* _Dataset entries_
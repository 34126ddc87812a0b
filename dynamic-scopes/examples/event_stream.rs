//! Drive a scope registry from a stream of configuration events.
//!
//! Run with:
//! ```
//! cargo run --example event_stream
//! ```

use dynamic_scopes::{ConfigEvent, ConfigProperties, Scope, ScopeDirectory, ScopeRegistry};
use miette::{Context, IntoDiagnostic};
use std::sync::Arc;
use tokio::sync::mpsc;

fn properties(value: serde_json::Value) -> miette::Result<ConfigProperties> {
    value
        .as_object()
        .cloned()
        .ok_or_else(|| miette::miette!("scope properties must be a JSON object"))
}

#[tokio::main]
async fn main() -> miette::Result<()> {
    // Initialize tracing
    tracing_subscriber::fmt()
        .with_env_filter(
            tracing_subscriber::filter::EnvFilter::try_from_default_env().unwrap_or_else(|_| {
                tracing_subscriber::filter::EnvFilter::new(
                    "event_stream=debug,dynamic_scopes=debug,info",
                )
            }),
        )
        .init();

    let directory = Arc::new(ScopeDirectory::new());
    let registry = Arc::new(ScopeRegistry::new(directory.clone()));

    let (tx, rx) = mpsc::channel(16);
    let worker = tokio::spawn({
        let registry = registry.clone();
        async move { registry.run(rx).await }
    });

    let events = vec![
        ConfigEvent::Create {
            config_id: "pid-1".into(),
            properties: properties(serde_json::json!({
                "scopeName": "content.read",
                "resourcePath": "/content/site",
            }))?,
        },
        ConfigEvent::Create {
            config_id: "pid-2".into(),
            properties: properties(serde_json::json!({
                "scopeName": "content.write",
                "resourcePath": "/content/site",
                "requiredPrivileges": ["jcr:read", "jcr:write"],
            }))?,
        },
        ConfigEvent::Update {
            config_id: "pid-1".into(),
            properties: properties(serde_json::json!({
                "scopeName": "content.read",
                "resourcePath": "/content/site2",
            }))?,
        },
        ConfigEvent::Delete {
            config_id: "pid-2".into(),
        },
    ];

    for event in events {
        tx.send(event)
            .await
            .into_diagnostic()
            .wrap_err("registry stopped consuming events")?;
    }
    drop(tx);
    worker
        .await
        .into_diagnostic()
        .wrap_err("registry event loop panicked")?;

    for (config_id, scope) in directory.scopes() {
        tracing::info!(
            config_id = %config_id,
            name = %scope.name().into_diagnostic()?,
            resource_path = %scope.resource_path(None).into_diagnostic()?,
            privileges = ?scope.privileges().into_diagnostic()?,
            "published scope"
        );
    }

    registry.shutdown();
    Ok(())
}
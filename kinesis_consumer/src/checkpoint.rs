//! Per-shard progress, cached in memory and written to a backing table in the background.
//!
//! [`CheckpointStore::set`] only touches the cache and marks the entry dirty. A background loop
//! started with [`CheckpointStore::run`] writes dirty entries every flush interval, and
//! [`CheckpointStore::stop`] performs one last bounded flush on the way out. Entries are written
//! independently: a failed write leaves that entry dirty for the next tick without holding back
//! any other shard.

use std::{
    fmt::Debug,
    sync::{
        Arc,
        atomic::{AtomicBool, Ordering},
    },
    time::Duration,
};

use async_trait::async_trait;
use chrono::{DateTime, Utc};
use hashbrown::HashMap;
use parking_lot::Mutex;
use thiserror::Error;
use tokio::time::MissedTickBehavior;
use tokio_util::sync::CancellationToken;
use tracing::{debug, error, info, warn};

use crate::{sequence::SequenceNumber, shard::ShardId};

#[derive(Debug, Error)]
pub enum CheckpointError {
    #[error("checkpoint backend error: {0}")]
    Backend(#[source] Box<dyn std::error::Error + Send + Sync>),

    #[error("final checkpoint flush did not finish within {0:?}")]
    FlushTimeout(Duration),

    #[error("checkpoint flush loop is already running")]
    AlreadyRunning,
}

impl CheckpointError {
    pub fn backend(e: impl Into<Box<dyn std::error::Error + Send + Sync>>) -> Self {
        Self::Backend(e.into())
    }
}

pub type Result<T, E = CheckpointError> = std::result::Result<T, E>;

/// Durable table of checkpoints, keyed by namespace and shard id.
///
/// Reads must be strongly consistent: a value written by a previous run has to be visible to
/// the next one.
#[async_trait]
pub trait CheckpointBackend: Debug + Send + Sync + 'static {
    /// `Ok(None)` when nothing has been stored for the shard.
    async fn get_item(&self, namespace: &str, shard_id: &ShardId)
    -> Result<Option<SequenceNumber>>;

    async fn put_item(
        &self,
        namespace: &str,
        shard_id: &ShardId,
        sequence_number: &SequenceNumber,
    ) -> Result<()>;
}

/// Backend used when checkpointing is not configured: nothing is stored, nothing is found.
#[derive(Debug, Clone, Copy, Default)]
pub struct NoopCheckpointBackend;

#[async_trait]
impl CheckpointBackend for NoopCheckpointBackend {
    async fn get_item(
        &self,
        _namespace: &str,
        _shard_id: &ShardId,
    ) -> Result<Option<SequenceNumber>> {
        Ok(None)
    }

    async fn put_item(
        &self,
        _namespace: &str,
        _shard_id: &ShardId,
        _sequence_number: &SequenceNumber,
    ) -> Result<()> {
        Ok(())
    }
}

#[derive(Debug, Clone, PartialEq, Eq, Hash)]
struct CheckpointKey {
    stream_name: Arc<str>,
    shard_id: ShardId,
}

/// Cached progress for one shard.
#[derive(Debug, Clone, PartialEq, Eq)]
pub struct Checkpoint {
    pub sequence_number: SequenceNumber,
    /// Set while the cached value has not been written to the backend.
    pub dirty: bool,
    pub last_write: Option<DateTime<Utc>>,
}

#[derive(Debug)]
pub struct CheckpointStore {
    backend: Arc<dyn CheckpointBackend>,
    app_name: Arc<str>,
    flush_interval: Duration,
    cache: Mutex<HashMap<CheckpointKey, Checkpoint>>,
    /// Serializes background and final flushes.
    flush_lock: tokio::sync::Mutex<()>,
    running: AtomicBool,
    halt: CancellationToken,
}

impl CheckpointStore {
    pub fn new(
        backend: Arc<dyn CheckpointBackend>,
        app_name: impl Into<Arc<str>>,
        flush_interval: Duration,
    ) -> Self {
        Self {
            backend,
            app_name: app_name.into(),
            flush_interval,
            cache: Default::default(),
            flush_lock: tokio::sync::Mutex::new(()),
            running: AtomicBool::new(false),
            halt: CancellationToken::new(),
        }
    }

    /// Table namespace for a stream: `{app_name}-{stream_name}`.
    pub fn namespace(&self, stream_name: &str) -> String {
        format!("{}-{}", self.app_name, stream_name)
    }

    /// Record `sequence_number` as the shard's progress without waiting for the backend.
    ///
    /// A value lower than the one already cached is ignored.
    pub fn set(&self, stream_name: &str, shard_id: &ShardId, sequence_number: SequenceNumber) {
        let key = CheckpointKey {
            stream_name: Arc::from(stream_name),
            shard_id: shard_id.clone(),
        };
        let mut cache = self.cache.lock();
        match cache.get_mut(&key) {
            Some(entry) if entry.sequence_number > sequence_number => {
                debug!(
                    %shard_id,
                    current = %entry.sequence_number,
                    ignored = %sequence_number,
                    "ignoring checkpoint lower than the cached one"
                );
            }
            Some(entry) => {
                if entry.sequence_number != sequence_number {
                    entry.sequence_number = sequence_number;
                    entry.dirty = true;
                }
            }
            None => {
                cache.insert(
                    key,
                    Checkpoint {
                        sequence_number,
                        dirty: true,
                        last_write: None,
                    },
                );
            }
        }
    }

    /// Last known progress for the shard.
    ///
    /// Served from the cache when possible, otherwise read from the backend and cached.
    /// `Ok(None)` means the shard has never been checkpointed.
    pub async fn get(
        &self,
        stream_name: &str,
        shard_id: &ShardId,
    ) -> Result<Option<SequenceNumber>> {
        let key = CheckpointKey {
            stream_name: Arc::from(stream_name),
            shard_id: shard_id.clone(),
        };
        if let Some(entry) = self.cache.lock().get(&key) {
            return Ok(Some(entry.sequence_number.clone()));
        }

        let namespace = self.namespace(stream_name);
        let Some(stored) = self.backend.get_item(&namespace, shard_id).await? else {
            return Ok(None);
        };

        // a concurrent `set` may have cached a newer value while the read was in flight
        let mut cache = self.cache.lock();
        let entry = cache.entry(key).or_insert(Checkpoint {
            sequence_number: stored,
            dirty: false,
            last_write: None,
        });
        Ok(Some(entry.sequence_number.clone()))
    }

    /// Snapshot of the cached entry for a shard.
    pub fn checkpoint(&self, stream_name: &str, shard_id: &ShardId) -> Option<Checkpoint> {
        let key = CheckpointKey {
            stream_name: Arc::from(stream_name),
            shard_id: shard_id.clone(),
        };
        self.cache.lock().get(&key).cloned()
    }

    pub fn dirty_count(&self) -> usize {
        self.cache.lock().values().filter(|c| c.dirty).count()
    }

    /// Write every dirty entry to the backend, returning how many writes succeeded.
    pub async fn flush(&self) -> usize {
        let _guard = self.flush_lock.lock().await;

        let dirty: Vec<(CheckpointKey, SequenceNumber)> = self
            .cache
            .lock()
            .iter()
            .filter(|(_, checkpoint)| checkpoint.dirty)
            .map(|(key, checkpoint)| (key.clone(), checkpoint.sequence_number.clone()))
            .collect();
        if dirty.is_empty() {
            return 0;
        }

        let writes = dirty.into_iter().map(|(key, sequence_number)| async move {
            let namespace = self.namespace(&key.stream_name);
            let res = self
                .backend
                .put_item(&namespace, &key.shard_id, &sequence_number)
                .await;
            (key, sequence_number, res)
        });

        let mut written = 0;
        for (key, sequence_number, res) in futures::future::join_all(writes).await {
            match res {
                Ok(()) => {
                    written += 1;
                    let mut cache = self.cache.lock();
                    if let Some(entry) = cache.get_mut(&key) {
                        // stays dirty if it advanced while the write was in flight
                        if entry.sequence_number == sequence_number {
                            entry.dirty = false;
                        }
                        entry.last_write = Some(Utc::now());
                    }
                }
                Err(e) => {
                    error!(
                        error = %e,
                        stream = %key.stream_name,
                        shard_id = %key.shard_id,
                        %sequence_number,
                        "failed to write checkpoint, will retry on next flush"
                    );
                }
            }
        }
        written
    }

    /// Flush dirty entries every flush interval until `cancel` fires or [`stop`] is called.
    ///
    /// [`stop`]: CheckpointStore::stop
    pub async fn run(&self, cancel: CancellationToken) -> Result<()> {
        if self.running.swap(true, Ordering::SeqCst) {
            return Err(CheckpointError::AlreadyRunning);
        }
        info!(
            app_name = %self.app_name,
            flush_interval = ?self.flush_interval,
            "starting checkpoint flush loop"
        );

        let mut ticker = tokio::time::interval(self.flush_interval);
        ticker.set_missed_tick_behavior(MissedTickBehavior::Delay);
        // the first tick completes immediately
        ticker.tick().await;

        loop {
            tokio::select! {
                biased;
                _ = cancel.cancelled() => break,
                _ = self.halt.cancelled() => break,
                _ = ticker.tick() => {
                    let written = self.flush().await;
                    if written > 0 {
                        debug!(written, "flushed checkpoints");
                    }
                }
            }
        }

        self.running.store(false, Ordering::SeqCst);
        debug!("checkpoint flush loop stopped");
        Ok(())
    }

    /// Final flush, bounded by the flush interval, then halt the background loop.
    pub async fn stop(&self) -> Result<()> {
        let res = tokio::time::timeout(self.flush_interval, self.flush()).await;
        self.halt.cancel();
        match res {
            Ok(written) => {
                info!(
                    written,
                    remaining_dirty = self.dirty_count(),
                    "final checkpoint flush done"
                );
                Ok(())
            }
            Err(_) => {
                warn!(
                    timeout = ?self.flush_interval,
                    "final checkpoint flush timed out"
                );
                Err(CheckpointError::FlushTimeout(self.flush_interval))
            }
        }
    }
}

* _Task brief_
Show every line of the entries above where the word "PartialEq" occurs.

* _Written answer_
#[derive(Debug, Clone, PartialEq, Eq, Hash)]
#[derive(Debug, Clone, PartialEq, Eq)]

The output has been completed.